In an explorative, interview-based study, we took a Safety-II perspective when examining which NTS were most important for ensuring safe and efficient video-assisted thoracoscopic surgery (VATS) lobectomy, a high risk minimally invasive surgery with complementary and overlapping scope of practice between the surgical and anaesthesia subteams. The multi-professional teams identified specific important NTS that served as the basis for shared mental models (SMMs) regarding the patient, the current situation or the resources within the team. These mental models were accomplished through communication and coordination, and enabled the team to anticipate problems and stay ahead of the situation11. These teams performing high-risk procedures emphasized the importance of the six identified NTS for them to be able to obtain an accurate SMM to enable them to be ahead which they viewed as most important for a successful and safe operation.
Some of the first to look at SMM as a requirement for effective team performance was Cannon-Bowers and Salas in the 1990s12. They defined SMMs as common or overlapping cognitive representations of task requirements, procedures, and role responsibilities. More recent, SMMs have been specified as a shared understanding of the task (including equipment), the situation and resources of other team members. In turn, this will enable them to understand and interpret the situation and what the other team members know, what they need to know and what they are doing12-14. Moreover, others have found identical or similar constructs to SMMs, i.e. team mental models/shared situation models/team knowledge/team situation awareness, and the importance of these constructs for patient safety is largely agreed upon15-21.
SMMs are more than the sum of individual mental models20,22. They need to be similar, accurate and shared within the team; however, what level of information sharing and team monitoring in the team will result in high team performance is less clear17,18,23.
In a recent methodology publication, different probe questions were used to establish team members' knowledge in order to measure the team's SMM and situation awareness13. The probe questions related to the task, the situation, and future predictions of the situation including possible outcomes. The teams in these experiments were at a second-line emergency centre where team members had distinct responsibilities. These teams differ from OR teams which work closely together in and with the same 'physical environment', namely in the OR with the patient, on a high-risk but at the same time rather standardized task, namely an operation, which in our case is an elective procedure of VATS lobectomy.

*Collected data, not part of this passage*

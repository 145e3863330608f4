//! Control-thread plumbing for a planetarium: one background job at a time
//! for scene loading, and a non-blocking multiplexed loop for telescope links.
//!
//! Everything here is driven from a single control thread that calls
//! [`scenery::SceneryManager::update`] and
//! [`telescope::TelescopeManager::communicate`] once per iteration. Only
//! the job worker runs elsewhere.

pub mod config;
pub mod job;
pub mod link;
pub mod net;
pub mod scenery;
pub mod sync;
pub mod telescope;

mod trace;

pub use trace::init_tracing;
use std::io;
use std::os::fd::BorrowedFd;

use rustix::event::{PollFd, PollFlags, Timespec};

/// One descriptor to check. Read interest is implied.
#[derive(Debug, Clone, Copy)]
pub struct Watch<'a> {
    pub fd: BorrowedFd<'a>,
    pub write: bool,
}

/// Readiness of one watched descriptor after a check.
#[derive(Debug, Default, Clone, Copy, PartialEq, Eq)]
pub struct Readiness {
    pub readable: bool,
    pub writable: bool,
    pub error: bool,
    pub hangup: bool,
    pub invalid: bool,
}

impl Readiness {
    #[must_use]
    pub const fn is_idle(&self) -> bool {
        !(self.readable || self.writable || self.error || self.hangup || self.invalid)
    }

    fn from_flags(flags: PollFlags) -> Self {
        Self {
            readable: flags.contains(PollFlags::IN),
            writable: flags.contains(PollFlags::OUT),
            error: flags.contains(PollFlags::ERR),
            hangup: flags.contains(PollFlags::HUP),
            invalid: flags.contains(PollFlags::NVAL),
        }
    }
}

/// Readiness backend: one non-blocking check over a set of descriptors.
pub trait Selector {
    /// Fills `ready[i]` for `watches[i]` and returns how many descriptors
    /// have any readiness. Must not block.
    ///
    /// # Errors
    ///
    /// The underlying readiness call failed; `ready` is unspecified.
    fn select(&mut self, watches: &[Watch<'_>], ready: &mut [Readiness]) -> io::Result<usize>;
}

/// Level-triggered `poll(2)` with a zero timeout.
#[derive(Debug, Default)]
pub struct PollSelector;

const IMMEDIATE: Timespec = Timespec {
    tv_sec: 0,
    tv_nsec: 0,
};

impl Selector for PollSelector {
    fn select(&mut self, watches: &[Watch<'_>], ready: &mut [Readiness]) -> io::Result<usize> {
        let mut fds: Vec<PollFd<'_>> = watches
            .iter()
            .map(|watch| {
                let mut interest = PollFlags::IN;
                if watch.write {
                    interest |= PollFlags::OUT;
                }
                PollFd::from_borrowed_fd(watch.fd, interest)
            })
            .collect();

        let count = rustix::event::poll(&mut fds, Some(&IMMEDIATE))?;
        for (fd, slot) in fds.iter().zip(ready.iter_mut()) {
            *slot = Readiness::from_flags(fd.revents());
        }
        Ok(count)
    }
}

#[cfg(test)]
mod tests {
    use super::*;
    use std::io::Write;
    use std::os::fd::AsFd;
    use std::os::unix::net::UnixStream;

    #[test]
    fn reports_readable_and_writable() {
        let (mut a, b) = UnixStream::pair().unwrap();
        let watches = [Watch {
            fd: b.as_fd(),
            write: false,
        }];
        let mut ready = [Readiness::default()];

        assert_eq!(PollSelector.select(&watches, &mut ready).unwrap(), 0);
        assert!(ready[0].is_idle());

        a.write_all(b"x").unwrap();
        assert_eq!(PollSelector.select(&watches, &mut ready).unwrap(), 1);
        assert!(ready[0].readable);
        assert!(!ready[0].writable);

        let watches = [Watch {
            fd: b.as_fd(),
            write: true,
        }];
        PollSelector.select(&watches, &mut ready).unwrap();
        assert!(ready[0].writable);
    }

    #[test]
    fn peer_close_reports_hangup_or_eof() {
        let (a, b) = UnixStream::pair().unwrap();
        drop(a);
        let watches = [Watch {
            fd: b.as_fd(),
            write: false,
        }];
        let mut ready = [Readiness::default()];
        assert_eq!(PollSelector.select(&watches, &mut ready).unwrap(), 1);
        assert!(ready[0].hangup || ready[0].readable);
    }
}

One can speculate if the SMMs of OR teams are identical or differ to these emergency centre teams. So far, measurement of SMMs in OR teams has to our knowledge only been conducted in simulation settings17. To what extent this shared mental modelling occurs within the OR teams in the clinical setting is not known.

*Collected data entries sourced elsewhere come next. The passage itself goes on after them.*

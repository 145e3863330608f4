//! Background job coordinator.
//!
//! Runs one unit of work at a time on a worker thread while the control thread
//! keeps ticking. Completion is never delivered from the worker: the control
//! thread observes it from its own loop by calling
//! [`JobCoordinator::poll`].
//!
//! # Lifecycle
//!
//! ```text
//!  control thread                          worker thread
//!  ──────────────                          ─────────────
//!  submit(req)
//!    ├─ active job? raise CancelFlag ───────> body notices, returns early
//!    │             join ◄──────────────────── thread exits
//!    │             Failed(Cancelled)
//!    │             clear CancelFlag
//!    ├─ Started(label)
//!    └─ spawn ─────────────────────────────> body(req, ctx)
//!                                               ctx.report(..) ──┐
//!  poll()                                                          │ SPSC
//!    ├─ Progress(..) ◄─────────────────────────────────────────────┘
//!    └─ worker finished? join
//!         ├─ Ok  → finalize → Succeeded(artifact)
//!         └─ Err → Failed(error)
//! ```
//!
//! Cancellation is cooperative. A body that never calls
//! [`JobContext::checkpoint`] or [`JobContext::is_cancelled`] runs to
//! completion and `submit` blocks until it does.

mod cancel;
mod coordinator;
mod event;

pub use cancel::CancelFlag;
pub use coordinator::{
    Finalize, JobBody, JobContext, JobCoordinator, JobRequest, PROGRESS_QUEUE_CAPACITY, Submitter,
};
pub use event::{JobError, JobEvent, JobId, JobObserver, Progress};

Moreover, the correlation between OR teams' NTS and technical skills (TS) has previously been investigated, however, there is still no clear picture of whether or not a correlation exists4,24-26. Additionally, some studies found a positive correlation27-29, whereas others found a negative correlation30. As the SMMs of the VATS teams seem to be enabled by the NTS perceived as important, it could be hypothesised that this relationship for SMMs and TS in the clinical setting is clearer than for NTS and TS. Yet, it is unknown whether the OR teams' SMMs are correlated to TS or other patient- and procedure-related measures.
The aims of this study are twofold. First, to explore to what extent SMM occur within the VATS teams in a cardiothoracic surgery setting. Second, to establish whether the VATS team's SMM is associated with the surgeons' TS, procedural specific times, per-operative bleeding, or patient characteristics (age, gender, FEV %, comorbidity, tumour size or location).

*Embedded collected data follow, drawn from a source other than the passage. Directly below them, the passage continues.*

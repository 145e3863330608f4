use std::io::{self, ErrorKind, Read, Write};
use std::os::fd::AsFd;

use super::connection::{Connection, LinkHandler};
use super::connector::{Connector, TcpConnector};
use super::error::ConnectionError;
use super::handle::{ConnectionTable, Handle};
use super::selector::{PollSelector, Readiness, Selector, Watch};
use crate::net::Transport;
use crate::trace::{debug, info, trace, warn};

/// Upper bound on bytes moved per connection per direction in one tick.
pub const IO_CHUNK: usize = 4096;

/// Owns every connection and services them from the caller's thread.
///
/// `H` is the per-connection protocol handler. `C` opens new transports and
/// `S` performs the readiness check; both are swappable for tests.
pub struct ConnectionLoop<H, C = TcpConnector, S = PollSelector> {
    table: ConnectionTable<H>,
    connector: C,
    selector: S,
    ready: Vec<Readiness>,
}

impl<H: LinkHandler> ConnectionLoop<H> {
    #[must_use]
    pub fn new() -> Self {
        Self::with_parts(TcpConnector, PollSelector)
    }
}

impl<H: LinkHandler> Default for ConnectionLoop<H> {
    fn default() -> Self {
        Self::new()
    }
}

impl<H: LinkHandler, C: Connector, S: Selector> ConnectionLoop<H, C, S> {
    pub fn with_parts(connector: C, selector: S) -> Self {
        Self {
            table: ConnectionTable::default(),
            connector,
            selector,
            ready: Vec::new(),
        }
    }

    /// Services every connection once, without blocking.
    ///
    /// Returns the number of connections that had any readiness. A failed
    /// readiness check aborts the tick and leaves the table untouched;
    /// a failure on one connection removes only that connection.
    ///
    /// # Errors
    ///
    /// [`ConnectionError::Poll`] if the readiness check itself failed.
    pub fn tick(&mut self) -> Result<usize, ConnectionError> {
        if self.table.is_empty() {
            return Ok(0);
        }

        let handles: Vec<Handle> = self.table.handles().collect();
        self.ready.clear();
        self.ready.resize(handles.len(), Readiness::default());

        let ready_count = {
            let watches: Vec<Watch<'_>> = self
                .table
                .iter()
                .map(|(_, conn)| Watch {
                    fd: conn.transport.as_fd(),
                    write: conn.wants_write(),
                })
                .collect();
            self.selector
                .select(&watches, &mut self.ready)
                .map_err(ConnectionError::Poll)?
        };
        if ready_count == 0 {
            return Ok(0);
        }

        let mut dispatched = 0;
        for (i, handle) in handles.into_iter().enumerate() {
            let readiness = self.ready[i];
            if readiness.is_idle() {
                continue;
            }
            dispatched += 1;

            let Some(conn) = self.table.get_mut(handle) else {
                continue;
            };
            if let Err(error) = service(handle, conn, readiness) {
                self.drop_failed(handle, &error);
            }
        }
        Ok(dispatched)
    }

    /// Opens a connection through the connector and registers it under the
    /// lowest unused handle. The handshake completes during later ticks.
    ///
    /// # Errors
    ///
    /// Connector failures and [`ConnectionError::TableFull`].
    pub fn connect(&mut self, host: &str, port: u16, handler: H) -> Result<Handle, ConnectionError> {
        let transport = self.connector.connect(host, port)?;
        let handle = self
            .table
            .insert(Connection::new(transport, handler, format!("{host}:{port}"), false))?;
        info!(%handle, host, port, "connecting");
        Ok(handle)
    }

    /// Registers an already-connected transport. The handler's
    /// `on_connected` runs before this returns.
    ///
    /// # Errors
    ///
    /// [`ConnectionError::TableFull`].
    pub fn attach(
        &mut self,
        transport: impl Transport + 'static,
        handler: H,
    ) -> Result<Handle, ConnectionError> {
        let handle = self
            .table
            .insert(Connection::new(Box::new(transport), handler, "attached", true))?;
        if let Some(conn) = self.table.get_mut(handle) {
            conn.handler.on_connected(handle, &mut conn.outbox);
        }
        debug!(%handle, "transport attached");
        Ok(handle)
    }

    /// Removes and closes a connection, returning its handler. Calling it
    /// again for the same handle is a no-op.
    pub fn disconnect(&mut self, handle: Handle) -> Option<H> {
        let conn = self.table.remove(handle)?;
        info!(%handle, peer = conn.peer(), "disconnected");
        Some(conn.into_handler())
    }

    /// Queues bytes for `handle`. Nothing is written until a later tick.
    ///
    /// # Errors
    ///
    /// [`ConnectionError::UnknownHandle`].
    pub fn send(&mut self, handle: Handle, bytes: &[u8]) -> Result<(), ConnectionError> {
        let conn = self
            .table
            .get_mut(handle)
            .ok_or(ConnectionError::UnknownHandle(handle))?;
        conn.outbox.push(bytes);
        Ok(())
    }

    #[must_use]
    pub fn handler(&self, handle: Handle) -> Option<&H> {
        self.table.get(handle).map(Connection::handler)
    }

    pub fn handler_mut(&mut self, handle: Handle) -> Option<&mut H> {
        self.table.get_mut(handle).map(|conn| &mut conn.handler)
    }

    #[must_use]
    pub fn connection(&self, handle: Handle) -> Option<&Connection<H>> {
        self.table.get(handle)
    }

    #[must_use]
    pub fn len(&self) -> usize {
        self.table.len()
    }

    #[must_use]
    pub fn is_empty(&self) -> bool {
        self.table.is_empty()
    }

    #[must_use]
    pub fn contains(&self, handle: Handle) -> bool {
        self.table.contains(handle)
    }

    pub fn handles(&self) -> impl Iterator<Item = Handle> + '_ {
        self.table.handles()
    }

    pub fn selector(&self) -> &S {
        &self.selector
    }

    pub fn selector_mut(&mut self) -> &mut S {
        &mut self.selector
    }

    fn drop_failed(&mut self, handle: Handle, error: &ConnectionError) {
        let Some(mut conn) = self.table.remove(handle) else {
            return;
        };
        match error {
            ConnectionError::Closed => {
                info!(%handle, peer = conn.peer(), "peer closed connection");
            }
            _ => {
                warn!(%handle, peer = conn.peer(), %error, "connection failed");
            }
        }
        conn.handler.on_disconnect(handle, error);
    }
}

/// One bounded read then one bounded write for a ready connection.
fn service<H: LinkHandler>(
    handle: Handle,
    conn: &mut Connection<H>,
    readiness: Readiness,
) -> Result<(), ConnectionError> {
    if readiness.invalid {
        return Err(ConnectionError::Io(io::Error::new(
            ErrorKind::InvalidInput,
            "descriptor is not open",
        )));
    }
    if readiness.error {
        return Err(match conn.transport.take_error()? {
            Some(e) => ConnectionError::Io(e),
            None => ConnectionError::Closed,
        });
    }

    if readiness.readable {
        let mut buf = [0u8; IO_CHUNK];
        match conn.transport.read(&mut buf) {
            Ok(0) => return Err(ConnectionError::Closed),
            Ok(n) => {
                trace!(%handle, bytes = n, "read");
                conn.handler.on_readable(handle, &buf[..n], &mut conn.outbox)?;
            }
            Err(e) if would_retry(&e) => {}
            Err(e) => return Err(e.into()),
        }
    } else if readiness.hangup {
        return Err(ConnectionError::Closed);
    }

    if readiness.writable {
        if !conn.established {
            conn.established = true;
            debug!(%handle, peer = conn.peer(), "connection established");
            conn.handler.on_connected(handle, &mut conn.outbox);
        }
        if !conn.outbox.is_empty() {
            match conn.transport.write(conn.outbox.front(IO_CHUNK)) {
                Ok(0) => return Err(ConnectionError::Closed),
                Ok(n) => {
                    conn.outbox.consume(n);
                    trace!(%handle, bytes = n, "wrote");
                    conn.handler.on_writable(handle, n, &mut conn.outbox);
                }
                Err(e) if would_retry(&e) => {}
                Err(e) => return Err(e.into()),
            }
        }
    }
    Ok(())
}

fn would_retry(e: &io::Error) -> bool {
    matches!(e.kind(), ErrorKind::WouldBlock | ErrorKind::Interrupted)
}

#[cfg(test)]
mod tests {
    use super::*;
    use crate::link::Outbox;
    use std::os::unix::net::UnixStream;

    #[derive(Default)]
    struct Echo {
        received: Vec<u8>,
    }

    impl LinkHandler for Echo {
        fn on_readable(
            &mut self,
            _handle: Handle,
            bytes: &[u8],
            outbox: &mut Outbox,
        ) -> Result<(), ConnectionError> {
            self.received.extend_from_slice(bytes);
            outbox.push(bytes);
            Ok(())
        }
    }

    fn pair() -> (UnixStream, UnixStream) {
        let (a, b) = UnixStream::pair().unwrap();
        a.set_nonblocking(true).unwrap();
        (a, b)
    }

    #[test]
    fn empty_loop_ticks_to_zero() {
        let mut link: ConnectionLoop<Echo> = ConnectionLoop::new();
        assert_eq!(link.tick().unwrap(), 0);
    }

    #[test]
    fn echoes_across_two_ticks() {
        let (local, mut remote) = pair();
        let mut link = ConnectionLoop::new();
        let h = link.attach(local, Echo::default()).unwrap();

        remote.write_all(b"abc").unwrap();
        assert_eq!(link.tick().unwrap(), 1);
        assert_eq!(link.handler(h).unwrap().received, b"abc");
        assert_eq!(link.connection(h).unwrap().outbox().len(), 3);

        link.tick().unwrap();
        let mut buf = [0u8; 3];
        remote.read_exact(&mut buf).unwrap();
        assert_eq!(&buf, b"abc");
    }

    #[test]
    fn read_is_bounded_per_tick() {
        let (local, mut remote) = pair();
        let mut link = ConnectionLoop::new();
        let h = link.attach(local, Echo::default()).unwrap();

        remote.write_all(&vec![7u8; IO_CHUNK + 100]).unwrap();
        link.tick().unwrap();
        assert_eq!(link.handler(h).unwrap().received.len(), IO_CHUNK);
        link.tick().unwrap();
        assert_eq!(link.handler(h).unwrap().received.len(), IO_CHUNK + 100);
    }

    #[test]
    fn send_is_deferred_to_tick() {
        let (local, mut remote) = pair();
        remote.set_nonblocking(true).unwrap();
        let mut link = ConnectionLoop::new();
        let h = link.attach(local, Echo::default()).unwrap();

        link.send(h, b"goto").unwrap();
        let mut buf = [0u8; 8];
        assert_eq!(
            remote.read(&mut buf).unwrap_err().kind(),
            ErrorKind::WouldBlock
        );

        link.tick().unwrap();
        assert_eq!(remote.read(&mut buf).unwrap(), 4);
        assert_eq!(&buf[..4], b"goto");
    }

    #[test]
    fn peer_close_removes_connection() {
        let (local, remote) = pair();
        let mut link = ConnectionLoop::new();
        let h = link.attach(local, Echo::default()).unwrap();
        drop(remote);

        link.tick().unwrap();
        assert!(!link.contains(h));
        assert!(link.is_empty());
    }

    #[test]
    fn send_to_unknown_handle_fails() {
        let mut link: ConnectionLoop<Echo> = ConnectionLoop::new();
        let err = link.send(Handle::new(3), b"x").unwrap_err();
        assert!(matches!(err, ConnectionError::UnknownHandle(h) if h == Handle::new(3)));
    }
}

Research questions for the study
1. To what extent are the individual team members' mental models in agreement within the VATS team?
3. Pre- and post-operative correlations?
2. How is the team's shared mental model associated with
1. The surgeon's TS assessed by VATS lobectomy assessment tool (VATSAT)?
2. Procedural specific times (see later for description)?
3. Amount of bleeding?
4. Patient characteristics?
METHODS Design This study will be a case series study of VATS lobectomies purposefully sampled at all four cardiothoracic surgery centres in Denmark. Data will be gathered from 60 lobectomies performed by multi-professional VATS teams including both experienced and intermediate level surgeons. Gathering of data is planned to start in December 2016.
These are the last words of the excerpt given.